# THE TASK
Take the data below. Output it exactly from its first line through the line containing "is NO rollback".

[Stored items]
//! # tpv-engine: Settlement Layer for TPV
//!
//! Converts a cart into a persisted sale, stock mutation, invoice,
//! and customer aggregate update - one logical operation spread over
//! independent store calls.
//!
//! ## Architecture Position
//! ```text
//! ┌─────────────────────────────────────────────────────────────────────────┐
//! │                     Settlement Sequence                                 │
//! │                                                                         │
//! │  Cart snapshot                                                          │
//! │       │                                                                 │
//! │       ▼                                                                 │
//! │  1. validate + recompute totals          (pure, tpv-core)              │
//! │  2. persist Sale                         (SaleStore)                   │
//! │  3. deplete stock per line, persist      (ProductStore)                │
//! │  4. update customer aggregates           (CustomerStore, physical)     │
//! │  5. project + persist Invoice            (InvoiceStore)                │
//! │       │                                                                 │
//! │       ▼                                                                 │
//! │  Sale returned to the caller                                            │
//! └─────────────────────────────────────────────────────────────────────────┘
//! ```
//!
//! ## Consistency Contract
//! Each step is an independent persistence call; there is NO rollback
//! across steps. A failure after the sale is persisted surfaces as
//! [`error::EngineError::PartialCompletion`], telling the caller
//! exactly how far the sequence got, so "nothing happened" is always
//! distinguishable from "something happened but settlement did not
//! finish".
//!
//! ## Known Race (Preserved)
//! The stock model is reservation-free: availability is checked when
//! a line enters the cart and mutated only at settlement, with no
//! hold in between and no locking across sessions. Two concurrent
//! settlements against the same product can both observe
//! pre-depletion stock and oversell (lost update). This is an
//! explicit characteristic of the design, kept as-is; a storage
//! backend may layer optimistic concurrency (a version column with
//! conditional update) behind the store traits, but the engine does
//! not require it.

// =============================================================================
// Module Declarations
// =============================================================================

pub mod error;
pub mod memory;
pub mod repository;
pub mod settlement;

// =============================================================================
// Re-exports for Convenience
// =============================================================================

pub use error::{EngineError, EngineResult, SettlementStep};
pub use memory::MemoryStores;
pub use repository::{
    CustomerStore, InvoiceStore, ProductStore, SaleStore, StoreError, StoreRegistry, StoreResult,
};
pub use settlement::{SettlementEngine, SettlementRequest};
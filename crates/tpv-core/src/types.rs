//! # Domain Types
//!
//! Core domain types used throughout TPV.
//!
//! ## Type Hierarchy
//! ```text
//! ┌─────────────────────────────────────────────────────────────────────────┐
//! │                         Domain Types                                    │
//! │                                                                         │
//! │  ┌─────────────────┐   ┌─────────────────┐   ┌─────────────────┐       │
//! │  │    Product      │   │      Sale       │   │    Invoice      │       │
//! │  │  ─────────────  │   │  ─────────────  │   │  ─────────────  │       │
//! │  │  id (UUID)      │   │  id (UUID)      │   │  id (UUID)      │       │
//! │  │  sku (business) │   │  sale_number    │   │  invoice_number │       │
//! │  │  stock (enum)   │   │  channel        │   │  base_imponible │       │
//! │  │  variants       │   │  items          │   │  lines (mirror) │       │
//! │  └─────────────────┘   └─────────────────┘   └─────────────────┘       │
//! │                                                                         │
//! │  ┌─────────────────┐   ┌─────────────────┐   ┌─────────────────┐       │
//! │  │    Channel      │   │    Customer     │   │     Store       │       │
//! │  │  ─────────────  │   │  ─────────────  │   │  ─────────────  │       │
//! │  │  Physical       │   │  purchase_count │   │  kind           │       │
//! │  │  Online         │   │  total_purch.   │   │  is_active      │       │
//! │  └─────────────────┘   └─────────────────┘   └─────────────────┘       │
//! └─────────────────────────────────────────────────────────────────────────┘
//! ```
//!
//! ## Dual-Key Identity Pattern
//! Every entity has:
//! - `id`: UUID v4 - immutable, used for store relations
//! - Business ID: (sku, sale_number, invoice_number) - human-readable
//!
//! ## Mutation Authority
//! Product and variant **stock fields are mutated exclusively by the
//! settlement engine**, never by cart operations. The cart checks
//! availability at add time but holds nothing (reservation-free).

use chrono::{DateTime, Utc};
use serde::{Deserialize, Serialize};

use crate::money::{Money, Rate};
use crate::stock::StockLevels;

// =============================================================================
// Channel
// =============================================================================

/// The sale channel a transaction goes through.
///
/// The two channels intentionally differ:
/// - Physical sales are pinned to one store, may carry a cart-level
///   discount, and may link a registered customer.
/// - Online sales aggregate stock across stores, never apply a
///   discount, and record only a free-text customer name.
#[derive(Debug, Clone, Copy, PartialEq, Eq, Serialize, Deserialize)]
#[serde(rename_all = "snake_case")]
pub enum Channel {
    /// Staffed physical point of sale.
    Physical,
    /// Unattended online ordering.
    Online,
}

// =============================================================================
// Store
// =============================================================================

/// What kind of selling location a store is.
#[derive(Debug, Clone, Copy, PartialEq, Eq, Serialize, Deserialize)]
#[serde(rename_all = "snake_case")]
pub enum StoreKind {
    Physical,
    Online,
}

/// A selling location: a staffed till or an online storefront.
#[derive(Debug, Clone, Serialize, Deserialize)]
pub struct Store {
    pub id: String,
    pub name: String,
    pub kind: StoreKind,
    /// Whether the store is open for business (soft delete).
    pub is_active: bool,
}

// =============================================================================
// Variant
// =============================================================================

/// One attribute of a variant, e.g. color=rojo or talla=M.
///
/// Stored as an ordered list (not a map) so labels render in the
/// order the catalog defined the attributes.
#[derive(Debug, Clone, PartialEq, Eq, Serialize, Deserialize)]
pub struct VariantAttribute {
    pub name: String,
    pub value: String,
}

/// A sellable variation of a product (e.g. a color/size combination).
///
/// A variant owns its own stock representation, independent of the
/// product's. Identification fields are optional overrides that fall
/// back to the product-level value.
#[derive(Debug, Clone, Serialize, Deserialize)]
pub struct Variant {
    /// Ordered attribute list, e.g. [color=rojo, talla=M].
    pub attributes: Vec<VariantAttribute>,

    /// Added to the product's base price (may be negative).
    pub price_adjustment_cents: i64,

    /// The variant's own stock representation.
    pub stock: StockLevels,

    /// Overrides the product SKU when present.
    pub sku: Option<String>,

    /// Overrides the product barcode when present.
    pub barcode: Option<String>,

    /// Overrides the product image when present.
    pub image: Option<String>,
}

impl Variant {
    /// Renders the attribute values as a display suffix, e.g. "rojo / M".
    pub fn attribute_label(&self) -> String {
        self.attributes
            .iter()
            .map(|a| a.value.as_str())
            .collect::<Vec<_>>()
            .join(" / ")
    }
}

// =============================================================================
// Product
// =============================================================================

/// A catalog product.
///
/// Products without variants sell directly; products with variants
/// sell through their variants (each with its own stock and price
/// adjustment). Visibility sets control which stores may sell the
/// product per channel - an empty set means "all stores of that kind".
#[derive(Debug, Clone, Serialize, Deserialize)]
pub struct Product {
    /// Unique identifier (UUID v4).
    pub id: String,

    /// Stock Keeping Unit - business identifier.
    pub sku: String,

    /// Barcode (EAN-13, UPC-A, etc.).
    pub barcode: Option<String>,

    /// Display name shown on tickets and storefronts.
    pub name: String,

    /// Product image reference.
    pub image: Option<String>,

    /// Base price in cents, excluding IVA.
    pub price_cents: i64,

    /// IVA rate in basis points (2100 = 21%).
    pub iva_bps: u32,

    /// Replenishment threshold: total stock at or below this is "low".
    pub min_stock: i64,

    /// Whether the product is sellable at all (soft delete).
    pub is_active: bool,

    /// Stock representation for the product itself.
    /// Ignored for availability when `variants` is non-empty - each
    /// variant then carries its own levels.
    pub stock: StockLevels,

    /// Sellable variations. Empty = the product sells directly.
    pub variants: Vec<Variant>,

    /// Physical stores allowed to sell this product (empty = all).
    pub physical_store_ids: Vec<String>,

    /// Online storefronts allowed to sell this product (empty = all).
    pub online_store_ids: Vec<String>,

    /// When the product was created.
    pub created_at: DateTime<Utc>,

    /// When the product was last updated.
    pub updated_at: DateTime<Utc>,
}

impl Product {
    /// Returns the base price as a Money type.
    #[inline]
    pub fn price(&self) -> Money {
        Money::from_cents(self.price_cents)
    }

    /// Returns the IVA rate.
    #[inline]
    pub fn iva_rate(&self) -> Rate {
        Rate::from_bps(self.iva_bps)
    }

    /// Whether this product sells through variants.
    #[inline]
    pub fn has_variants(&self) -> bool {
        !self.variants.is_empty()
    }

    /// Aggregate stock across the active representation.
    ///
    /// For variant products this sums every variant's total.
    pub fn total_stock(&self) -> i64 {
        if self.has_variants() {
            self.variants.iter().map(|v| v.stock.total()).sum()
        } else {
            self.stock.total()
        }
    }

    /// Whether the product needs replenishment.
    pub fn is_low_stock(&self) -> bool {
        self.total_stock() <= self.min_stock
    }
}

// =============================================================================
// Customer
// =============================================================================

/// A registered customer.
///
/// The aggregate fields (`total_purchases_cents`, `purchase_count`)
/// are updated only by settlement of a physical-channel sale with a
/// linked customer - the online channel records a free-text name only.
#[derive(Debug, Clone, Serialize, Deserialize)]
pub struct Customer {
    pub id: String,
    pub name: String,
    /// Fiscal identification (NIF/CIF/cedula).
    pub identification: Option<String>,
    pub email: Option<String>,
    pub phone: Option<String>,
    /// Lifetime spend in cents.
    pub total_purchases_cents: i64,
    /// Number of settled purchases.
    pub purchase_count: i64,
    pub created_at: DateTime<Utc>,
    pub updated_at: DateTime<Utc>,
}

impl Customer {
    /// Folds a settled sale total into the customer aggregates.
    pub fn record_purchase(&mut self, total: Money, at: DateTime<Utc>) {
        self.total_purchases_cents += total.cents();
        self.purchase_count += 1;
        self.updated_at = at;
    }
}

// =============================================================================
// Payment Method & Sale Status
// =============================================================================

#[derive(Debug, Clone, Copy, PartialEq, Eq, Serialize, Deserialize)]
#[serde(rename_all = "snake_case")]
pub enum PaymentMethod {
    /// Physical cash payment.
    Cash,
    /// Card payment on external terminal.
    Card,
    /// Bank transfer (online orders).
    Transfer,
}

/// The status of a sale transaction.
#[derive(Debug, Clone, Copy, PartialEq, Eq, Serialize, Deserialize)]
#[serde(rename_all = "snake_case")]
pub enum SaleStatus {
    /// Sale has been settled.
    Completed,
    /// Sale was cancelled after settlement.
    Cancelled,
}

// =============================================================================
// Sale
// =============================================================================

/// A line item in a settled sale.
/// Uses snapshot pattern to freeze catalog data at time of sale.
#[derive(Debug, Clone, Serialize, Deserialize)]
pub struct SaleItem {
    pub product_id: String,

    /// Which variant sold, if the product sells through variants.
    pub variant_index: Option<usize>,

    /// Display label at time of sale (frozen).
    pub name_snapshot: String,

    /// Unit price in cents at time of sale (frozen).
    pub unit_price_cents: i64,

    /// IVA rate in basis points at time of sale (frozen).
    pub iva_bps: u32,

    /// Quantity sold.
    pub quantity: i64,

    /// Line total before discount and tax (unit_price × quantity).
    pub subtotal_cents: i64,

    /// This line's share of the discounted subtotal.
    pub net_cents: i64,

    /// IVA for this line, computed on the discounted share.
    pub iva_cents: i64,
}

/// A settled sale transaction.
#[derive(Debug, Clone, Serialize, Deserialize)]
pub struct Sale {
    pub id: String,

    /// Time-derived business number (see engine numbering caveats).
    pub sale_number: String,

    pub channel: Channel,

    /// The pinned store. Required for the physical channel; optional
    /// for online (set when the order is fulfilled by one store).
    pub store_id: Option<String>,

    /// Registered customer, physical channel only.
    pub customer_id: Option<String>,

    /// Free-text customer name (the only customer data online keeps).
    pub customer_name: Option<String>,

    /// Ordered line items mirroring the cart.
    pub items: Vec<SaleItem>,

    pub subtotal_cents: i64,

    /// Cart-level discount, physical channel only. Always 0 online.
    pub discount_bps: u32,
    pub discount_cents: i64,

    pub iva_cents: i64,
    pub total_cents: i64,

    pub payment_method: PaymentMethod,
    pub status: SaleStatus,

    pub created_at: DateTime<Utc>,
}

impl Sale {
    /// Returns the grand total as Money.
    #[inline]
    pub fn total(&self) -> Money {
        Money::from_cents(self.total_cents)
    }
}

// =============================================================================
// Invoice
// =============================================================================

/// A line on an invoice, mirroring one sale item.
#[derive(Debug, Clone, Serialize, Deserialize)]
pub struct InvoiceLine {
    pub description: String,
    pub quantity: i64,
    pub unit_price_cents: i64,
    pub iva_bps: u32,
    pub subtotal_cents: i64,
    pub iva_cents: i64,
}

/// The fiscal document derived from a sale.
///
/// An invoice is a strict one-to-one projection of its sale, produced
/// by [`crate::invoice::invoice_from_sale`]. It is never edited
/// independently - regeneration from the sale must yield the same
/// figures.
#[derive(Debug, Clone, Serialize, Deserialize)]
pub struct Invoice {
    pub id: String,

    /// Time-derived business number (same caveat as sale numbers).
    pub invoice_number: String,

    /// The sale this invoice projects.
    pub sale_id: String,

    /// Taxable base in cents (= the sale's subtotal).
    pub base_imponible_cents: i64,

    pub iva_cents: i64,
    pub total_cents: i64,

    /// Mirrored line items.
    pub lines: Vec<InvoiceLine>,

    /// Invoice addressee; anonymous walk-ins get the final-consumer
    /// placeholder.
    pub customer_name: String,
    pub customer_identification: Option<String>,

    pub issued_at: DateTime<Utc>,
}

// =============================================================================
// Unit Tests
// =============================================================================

# SOLUTION FOR THIS TASK
//! # tpv-engine: Settlement Layer for TPV
//!
//! Converts a cart into a persisted sale, stock mutation, invoice,
//! and customer aggregate update - one logical operation spread over
//! independent store calls.
//!
//! ## Architecture Position
//! ```text
//! ┌─────────────────────────────────────────────────────────────────────────┐
//! │                     Settlement Sequence                                 │
//! │                                                                         │
//! │  Cart snapshot                                                          │
//! │       │                                                                 │
//! │       ▼                                                                 │
//! │  1. validate + recompute totals          (pure, tpv-core)              │
//! │  2. persist Sale                         (SaleStore)                   │
//! │  3. deplete stock per line, persist      (ProductStore)                │
//! │  4. update customer aggregates           (CustomerStore, physical)     │
//! │  5. project + persist Invoice            (InvoiceStore)                │
//! │       │                                                                 │
//! │       ▼                                                                 │
//! │  Sale returned to the caller                                            │
//! └─────────────────────────────────────────────────────────────────────────┘
//! ```
//!
//! ## Consistency Contract
//! Each step is an independent persistence call; there is NO rollback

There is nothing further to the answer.